Kilatan Condromowo
4. Bagian tanpa judul #4
Skrip ini masih diperiksa oleh kurator

CUT TO:

34. EXT : BELANJA DI PASAR

            Berpagi-pagi Rianto dan Wibowo belanja ke pasar, dengan tujuan membeli peralatan. Membeli tali, kayu reng, gergaji kayu, paku dan kawat. Tiba-tiba Wibowo membeli kukusan dari anyaman bambu. Tingkah Wibowo ini membuat Rianto heran dan penasaran.

RIANTO

Untuk apa kukusan.

(Wibowo hanya diam, di kios peralatan dapur ia mengambil dan membayar dua buah kukusan).

RIANTO

Kukusan ini untuk apa?

WIBOWO

Saat meneliti saluran air yang ditunjukkan hermin. Kita nanti menyamar sebagai orang pencari telur semut. Biar orang tidak curiga.

RIANTO

Telur Semut

WIBOWO

Benar, telur semut rang-rang.

(Telur semut rang-rang banyak dimanfaatkan sebagai makanan burung berkicau. Perburuan masih tradisional. Galah kayu atau bambu dengan ujung digantungi kukusan, digunakan untuk merobek-robek rumah semut. Telur yang jatuh, akan tertampung oleh kukusan.

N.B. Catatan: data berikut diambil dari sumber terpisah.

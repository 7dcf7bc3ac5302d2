//! The filter core engine: tap delay line, FIR datapath, and the serial
//! configuration path wired together.

use crate::coeff::{CoefficientStore, ConfigFrame, ConfigLoader, LoaderState};
use crate::constants::NUM_TAPS;
use crate::dsp::{TapDelayLine, fir_output};

/// Runtime-programmable 11-tap fixed-point FIR filter core.
///
/// Two timing domains share this object: [`FirCore::tick`] belongs to the
/// audio sample clock, [`FirCore::shift_config_bit`] to the serial
/// configuration strobe. Neither blocks the other; frame assembly may
/// span any number of sample ticks, and the datapath keeps reading the
/// last fully published frame throughout.
pub struct FirCore {
    delay: TapDelayLine,
    loader: ConfigLoader,
    store: CoefficientStore,
}

impl FirCore {
    /// Core in its reset state: zero coefficients, zero delay line,
    /// loader idle. Output is exactly zero until a frame is loaded.
    pub fn new() -> Self {
        Self {
            delay: TapDelayLine::new(),
            loader: ConfigLoader::new(),
            store: CoefficientStore::new(),
        }
    }

    /// Process one sample tick.
    ///
    /// Advances the delay line with `input` and returns the filtered
    /// output computed from the installed coefficient frame. Runs
    /// unconditionally; never waits on configuration loading.
    pub fn tick(&mut self, input: i16) -> i16 {
        self.delay.advance(input);
        fir_output(&self.delay, self.store.frame())
    }

    /// Filter a buffer of samples in-place.
    pub fn process_buffer(&mut self, buffer: &mut [i16]) {
        for sample in buffer.iter_mut() {
            *sample = self.tick(*sample);
        }
    }

    /// Feed one serial configuration bit (MSB-first within each byte).
    ///
    /// The bit that completes a 7-byte frame publishes it into the
    /// coefficient store in the same call; every tick from then on uses
    /// the new frame.
    pub fn shift_config_bit(&mut self, bit: bool) {
        if let Some(frame) = self.loader.shift_bit(bit) {
            log::debug!(
                "config frame published: {} clock={:#04x}",
                frame.symmetry,
                frame.clock.bits()
            );
            self.store.publish(frame);
        }
    }

    /// Feed whole wire bytes through the serial path, MSB-first.
    pub fn shift_config_bytes(&mut self, bytes: &[u8]) {
        for &byte in bytes {
            for i in (0..8).rev() {
                self.shift_config_bit(byte >> i & 1 == 1);
            }
        }
    }

    /// Install a frame directly, bypassing the serial link. Host-side
    /// convenience; the publish is just as atomic.
    pub fn load_frame(&mut self, frame: &ConfigFrame) {
        self.store.publish(*frame);
    }

    /// Global reset: default frame, zeroed delay line, loader idle with
    /// byte index 0.
    pub fn reset(&mut self) {
        self.delay.reset();
        self.loader.reset();
        self.store.reset();
    }

    /// The currently installed configuration frame.
    pub fn frame(&self) -> &ConfigFrame {
        self.store.frame()
    }

    /// Clock-config bits from the installed frame, for the sample I/O
    /// adapter. Opaque to the FIR math.
    pub fn clock_config(&self) -> u8 {
        self.store.frame().clock.bits()
    }

    /// Number of frames published since reset.
    pub fn config_generation(&self) -> u64 {
        self.store.generation()
    }

    pub fn loader_state(&self) -> LoaderState {
        self.loader.state()
    }

    /// Group delay in samples, a property of any linear-phase design of
    /// this length.
    pub fn group_delay_samples(&self) -> usize {
        (NUM_TAPS - 1) / 2
    }
}

impl Default for FirCore {
    fn default() -> Self {
        Self::new()
    }
}
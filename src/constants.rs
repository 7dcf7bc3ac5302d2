//! Fixed design-time parameters of the filter core.
//!
//! Tap count is a build-time constant; only the per-tap coefficient values
//! and the mode/clock configuration word are runtime-programmable.

/// Number of taps in the FIR filter.
pub const NUM_TAPS: usize = 11;

/// Number of independent coefficients: the center tap plus one per
/// mirrored pair (ceil(11/2) = 6).
pub const NUM_COEFFS: usize = NUM_TAPS / 2 + 1;

/// Index of the center tap in the delay line and effective tap vector.
pub const CENTER_TAP: usize = NUM_TAPS / 2;

/// Bytes per serial configuration frame: one per independent coefficient
/// plus the combined mode/clock byte.
pub const FRAME_BYTES: usize = NUM_COEFFS + 1;

/// Fractional bits of the SFix<1,7> coefficient format.
pub const COEFF_FRAC_BITS: u32 = 7;
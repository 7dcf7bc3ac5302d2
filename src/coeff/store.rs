//! Coefficient store: the single shared resource between the serial
//! configuration domain and the sample-tick domain.

use crate::coeff::frame::ConfigFrame;

/// Holds the last fully published configuration frame.
///
/// Written only by the loader's publish step, whole-frame at a time, so
/// the datapath never reads a mixture of two loads. The generation
/// counter lets hosts and tests observe when a publish happened.
pub struct CoefficientStore {
    frame: ConfigFrame,
    generation: u64,
}

impl CoefficientStore {
    /// Start with the safe default frame: all-zero coefficients.
    pub fn new() -> Self {
        Self {
            frame: ConfigFrame::default(),
            generation: 0,
        }
    }

    /// Replace the installed frame. Sole writer entry point.
    pub fn publish(&mut self, frame: ConfigFrame) {
        self.frame = frame;
        self.generation += 1;
    }

    /// The currently installed frame.
    pub fn frame(&self) -> &ConfigFrame {
        &self.frame
    }

    /// Number of frames published since reset.
    pub fn generation(&self) -> u64 {
        self.generation
    }

    pub fn reset(&mut self) {
        self.frame = ConfigFrame::default();
        self.generation = 0;
    }
}

impl Default for CoefficientStore {
    fn default() -> Self {
        Self::new()
    }
}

Sebenarnya telur Semut Rang-Rang dapat ditermakkan, dengan cara memindahkan semut-semut ke sarang buatan yang dikurung dalam kawat kasa halus. Telur-telur semut secara berkala akan dapat diambil tanpa membunuh semut, terutama ratu. Bila ratu semut terbunuh, daur pengeluaran telur terhenti. Ratu hanya bertugas menghasilkan telur).

CUT TO:

35. EXT : SURVEY SALURAN AIR

Rianto dan Wibowo telah siap dengan peralatan untuk survey saluran air yang telah diucapkan Hermin. Peralatan utama yang disiapkan berupa tangga dari tali, anak tangga dibuat dari potongan kayu yang diikat dengan kawat. Menurut perhitungan Wibowo tali besar disebut geber yang disiapkan cukup untuk menahan 4 orang bergelantungan. Dengan memanggul galah kayu dengan ujung diikat anyaman kukusan, Rianto dan Wibowo berangkat menuju sungai di belakang rumah tuan Jalal. Jalan yang dilalui ditempuh memutar lebih jauh. Pakaian yang lusuh kotor dengan debu yang tebal, membuat semakin tidak menarik kecurigaan orang. Walau dengan susah payah, Wibowo dan Rianto sampai juga di tebing atas sungai. Kedalaman air cukup dalam membuat orang merinding bila melihat ke bawah.

WIBOWO

Saya seperti mendengar gemericik air.

(Kata Wibowo sambil menaruh telapak tangan di dekat telinga).

RIANTO

Benar, saya juga mendengar.

WIBOWO

Ayo kita cari.

(Wibowo lalu menaiki gundukan bukit yang terjal. Akar-akar pohon yang bertebaran dapat dijadikan pegangan).

WIBOWO

Gemericik air di bawah sini.

RIANTO

Benar,.. kak, ayo coba turun.

WIBOWO

Kukira tak lebih dari sepuluh meter.

(Wibowo lalu mengikatkan ujung tali tangga pada pohon besar yang banyak tumbuh di tempat itu, sedang gulungan tangga terus dilemparkan ke bawah).

RIANTO

Saya turun dulu!

(Sambil mengangkat bahu. Rianto dengan cekatan berpegangan tali, menuruni anak tangga, tidak sampai seperempat jam sudah naik lagi).

RIANTO

Sukses ... kak Bowo.

WIBOWO

Ada nggak.

RIANTO

Tepat sekali, ada saluran air kira-kira berdiameter satu setengah meter. Berarti saat lewat harus agak merunduk.

WIBOWO

Tadi apa sudah mencoba masuk?

RIANTO

Oh ... tidak! letak tangga perlu digeser ke kiri satu meter.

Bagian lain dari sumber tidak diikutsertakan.